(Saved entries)
● ● ● ● ● ● ●

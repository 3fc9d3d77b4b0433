//! System V IPC primitives shared by every process of a run.
//!
//! Four kinds of kernel objects carry the whole simulation:
//! - a counting semaphore bounding waiting-room occupancy ([`semaphore::CapacityGate`])
//! - a binary semaphore guarding the shared counters ([`semaphore::StateMutex`])
//! - one shared memory segment holding [`shared_memory::SharedState`]
//! - priority message queues between stages ([`channel::PriorityChannel`])
//!
//! Objects are addressed by keys derived from a single path ([`keys::IpcKeys`]).
//! The director creates and removes them ([`resources::IpcResources`]); workers
//! open the existing ones ([`resources::IpcHandles::open`]).

pub mod channel;
pub mod keys;
pub mod resources;
pub mod semaphore;
pub mod shared_memory;

pub use channel::{PriorityChannel, RetryPolicy};
pub use keys::IpcKeys;
pub use resources::{IpcHandles, IpcResources};
pub use semaphore::{CapacityGate, StateMutex};
pub use shared_memory::{SharedState, SharedStore};

use nix::errno::Errno;
use std::path::PathBuf;
use thiserror::Error;

/// IPC errors.
#[derive(Debug, Error)]
pub enum IpcError {
    #[error("IPC object removed during {op}")]
    Removed { op: &'static str },

    #[error("{op} interrupted by shutdown")]
    Interrupted { op: &'static str },

    #[error("channel full")]
    Full,

    #[error("no IPC object exists for key {key:#x}")]
    NotFound { key: i32 },

    #[error("cannot derive IPC key from {} (tag '{tag}'): {source}", path.display())]
    KeyDerivation {
        path: PathBuf,
        tag: char,
        #[source]
        source: Errno,
    },

    #[error("{op} failed: {source}")]
    Os {
        op: &'static str,
        #[source]
        source: Errno,
    },

    #[error("invalid argument: {0}")]
    InvalidArgument(String),
}

impl IpcError {
    /// Map the current `errno` after a failed call on an existing object.
    pub(crate) fn last(op: &'static str) -> Self {
        Self::from_errno(op, Errno::last())
    }

    pub(crate) fn from_errno(op: &'static str, errno: Errno) -> Self {
        match errno {
            Errno::EIDRM | Errno::EINVAL => Self::Removed { op },
            source => Self::Os { op, source },
        }
    }

    /// The object behind this handle no longer exists.
    #[must_use]
    pub fn is_removed(&self) -> bool {
        matches!(self, Self::Removed { .. })
    }

    #[must_use]
    pub fn is_interrupted(&self) -> bool {
        matches!(self, Self::Interrupted { .. })
    }

    /// Errors that end a worker loop quietly instead of being reported.
    #[must_use]
    pub fn ends_loop(&self) -> bool {
        self.is_removed() || self.is_interrupted()
    }
}

pub type Result<T> = std::result::Result<T, IpcError>;

/// Permission bits for every object we create.
pub(crate) const IPC_MODE: libc::c_int = 0o600;
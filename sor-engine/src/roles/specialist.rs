//! Specialist doctors, one process per specialty.
//!
//! A specialist takes its most severe patient first (red, then yellow, then
//! green). SIGUSR1 sends it on a temporary leave after the current patient;
//! SIGUSR2 ends the shift, again only after the current patient.

use super::{RoleError, WorkerContext};
use crate::messages::{priority, Envelope, Outcome, Specialty};
use crate::random::RandomGenerator;
use crate::shutdown::LeaveRequests;
use tracing::{debug, info};

/// Examine a patient: service time, then draw the outcome.
pub async fn examine(ctx: &WorkerContext, envelope: &Envelope, rng: &mut RandomGenerator) -> Outcome {
    debug!("Examining patient {}", envelope.patient_id);
    tokio::time::sleep(rng.duration_in(ctx.timing.exam)).await;
    Outcome::from_roll(rng.per_mille())
}

/// Record the outcome and return whatever permits the unit still holds.
pub fn finish(ctx: &WorkerContext, specialty: Specialty, envelope: &Envelope, outcome: Outcome) -> Result<(), RoleError> {
    ctx.ipc
        .release_with(envelope.permits_owed(), |state| state.record_outcome(specialty, outcome))?;
    let colour = envelope.colour.map_or_else(|| "untriaged".to_string(), |c| c.to_string());
    ctx.log.log(format!(
        "{specialty}: patient {} ({colour}) -> {outcome}",
        envelope.patient_id
    ));
    Ok(())
}

/// Go on leave for a random interval. Returns `false` if shutdown cut it short.
pub async fn take_leave(ctx: &mut WorkerContext, specialty: Specialty, rng: &mut RandomGenerator) -> Result<bool, RoleError> {
    let index = specialty.index();
    ctx.ipc.store.with_state(|state| state.specialist_leaves[index] += 1)?;
    let duration = rng.duration_in(ctx.timing.leave);
    ctx.log.log(format!("{specialty} on temporary leave for {} ms", duration.as_millis()));
    let completed = ctx.pause(duration).await;
    if completed {
        ctx.log.log(format!("{specialty} back from leave"));
    }
    Ok(completed)
}

pub async fn run(mut ctx: WorkerContext, specialty: Specialty, leave: LeaveRequests) -> Result<(), RoleError> {
    let mut rng = ctx.rng();
    let ceiling = priority::specialist_ceiling(specialty);
    let channel = *ctx.ipc.specialist(specialty);
    let mut treated = 0u64;
    ctx.log.log(format!("{specialty} on duty"));

    loop {
        if ctx.shutdown.is_requested() {
            break;
        }
        if leave.take() && !take_leave(&mut ctx, specialty, &mut rng).await? {
            break;
        }

        let envelope = match channel.try_receive(ceiling) {
            Ok(Some(envelope)) => envelope,
            Ok(None) => {
                if !ctx.pause(ctx.timing.poll_interval).await {
                    break;
                }
                continue;
            }
            Err(e) if e.ends_loop() => break,
            Err(e) => return Err(e.into()),
        };

        let outcome = examine(&ctx, &envelope, &mut rng).await;
        match finish(&ctx, specialty, &envelope, outcome) {
            Ok(()) => treated += 1,
            Err(RoleError::Ipc(e)) if e.ends_loop() => break,
            Err(e) => return Err(e),
        }
    }

    info!("{} off duty after {} patients", specialty, treated);
    ctx.log.log(format!("{specialty} off duty"));
    Ok(())
}

#[cfg(test)]
mod tests {
    use super::*;
    use crate::messages::{PatientUnit, TriageColour};
    use crate::roles::test_support::Harness;
    use crate::roles::Role;
    use crate::timing::ReleasePoint;
    use std::time::Duration;

    #[tokio::test]
    async fn test_finish_records_outcome_and_releases() -> Result<(), Box<dyn std::error::Error>> {
        let harness = Harness::new(10, ReleasePoint::Terminal)?;
        let ctx = harness.context(Role::Specialist(Specialty::Neurologist));
        let unit = PatientUnit::new(1, 12, false);
        assert!(harness.ipc().gate.try_acquire(2)?);
        harness.ipc().store.with_state(|s| s.admit(2))?;

        let envelope = Envelope::arrival(&unit)
            .for_triage(true)
            .for_specialist(Specialty::Neurologist, TriageColour::Yellow);
        finish(&ctx, Specialty::Neurologist, &envelope, Outcome::Ward)?;

        let state = harness.ipc().store.snapshot();
        assert_eq!(state.outcome_ward, 1);
        assert_eq!(state.specialist_handled[Specialty::Neurologist.index()], 1);
        assert_eq!(state.specialist_ward[Specialty::Neurologist.index()], 1);
        assert_eq!(state.current_in_waiting_room, 0);
        assert_eq!(harness.ipc().gate.value()?, 10);
        Ok(())
    }

    #[tokio::test]
    async fn test_finish_without_held_permits() -> Result<(), Box<dyn std::error::Error>> {
        let harness = Harness::new(10, ReleasePoint::Registration)?;
        let ctx = harness.context(Role::Specialist(Specialty::Surgeon));
        let envelope = Envelope::arrival(&PatientUnit::new(2, 30, false))
            .for_triage(false)
            .for_specialist(Specialty::Surgeon, TriageColour::Green);

        finish(&ctx, Specialty::Surgeon, &envelope, Outcome::Home)?;
        assert_eq!(harness.ipc().gate.value()?, 10);
        assert_eq!(harness.ipc().store.snapshot().outcome_home, 1);
        Ok(())
    }

    #[tokio::test]
    async fn test_leave_is_counted() -> Result<(), Box<dyn std::error::Error>> {
        let harness = Harness::new(10, ReleasePoint::Registration)?;
        let mut ctx = harness.context(Role::Specialist(Specialty::Ophthalmologist));
        let mut rng = ctx.rng();
        assert!(take_leave(&mut ctx, Specialty::Ophthalmologist, &mut rng).await?);
        assert_eq!(
            harness.ipc().store.snapshot().specialist_leaves[Specialty::Ophthalmologist.index()],
            1
        );
        Ok(())
    }

    #[tokio::test]
    async fn test_run_treats_red_before_green() -> Result<(), Box<dyn std::error::Error>> {
        let harness = Harness::new(10, ReleasePoint::Registration)?;
        let ctx = harness.context(Role::Specialist(Specialty::Paediatrician));
        let channel = *harness.ipc().specialist(Specialty::Paediatrician);
        let green = Envelope::arrival(&PatientUnit::new(1, 5, false))
            .for_triage(false)
            .for_specialist(Specialty::Paediatrician, TriageColour::Green);
        let red = Envelope::arrival(&PatientUnit::new(2, 6, false))
            .for_triage(false)
            .for_specialist(Specialty::Paediatrician, TriageColour::Red);
        channel.try_send(&green)?;
        channel.try_send(&red)?;

        let task = tokio::spawn(run(ctx, Specialty::Paediatrician, LeaveRequests::default()));
        let deadline = tokio::time::Instant::now() + Duration::from_secs(2);
        while harness.ipc().store.snapshot().specialist_handled[Specialty::Paediatrician.index()] < 2 {
            assert!(tokio::time::Instant::now() < deadline, "specialist did not drain its queue");
            tokio::time::sleep(Duration::from_millis(5)).await;
        }
        harness.trigger.trigger();
        task.await??;

        let mut lines = Vec::new();
        while let Some(record) = harness.ipc().log.try_receive_log()? {
            lines.push(record.text);
        }
        let red_at = lines.iter().position(|l| l.contains("patient 2 (red)"));
        let green_at = lines.iter().position(|l| l.contains("patient 1 (green)"));
        assert!(red_at.is_some() && green_at.is_some());
        assert!(red_at < green_at);
        Ok(())
    }
}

● ● ● ● ● ● ●

TASK STATEMENT -
Give again exactly, and only, the lines above starting at the one with "async fn test_finish_records_outcome_and_releases()" and ending at the one with "let unit = PatientUnit::new(1, 12, false);".

OUTPUT FOR THIS TASK -
    async fn test_finish_records_outcome_and_releases() -> Result<(), Box<dyn std::error::Error>> {
        let harness = Harness::new(10, ReleasePoint::Terminal)?;
        let ctx = harness.context(Role::Specialist(Specialty::Neurologist));
        let unit = PatientUnit::new(1, 12, false);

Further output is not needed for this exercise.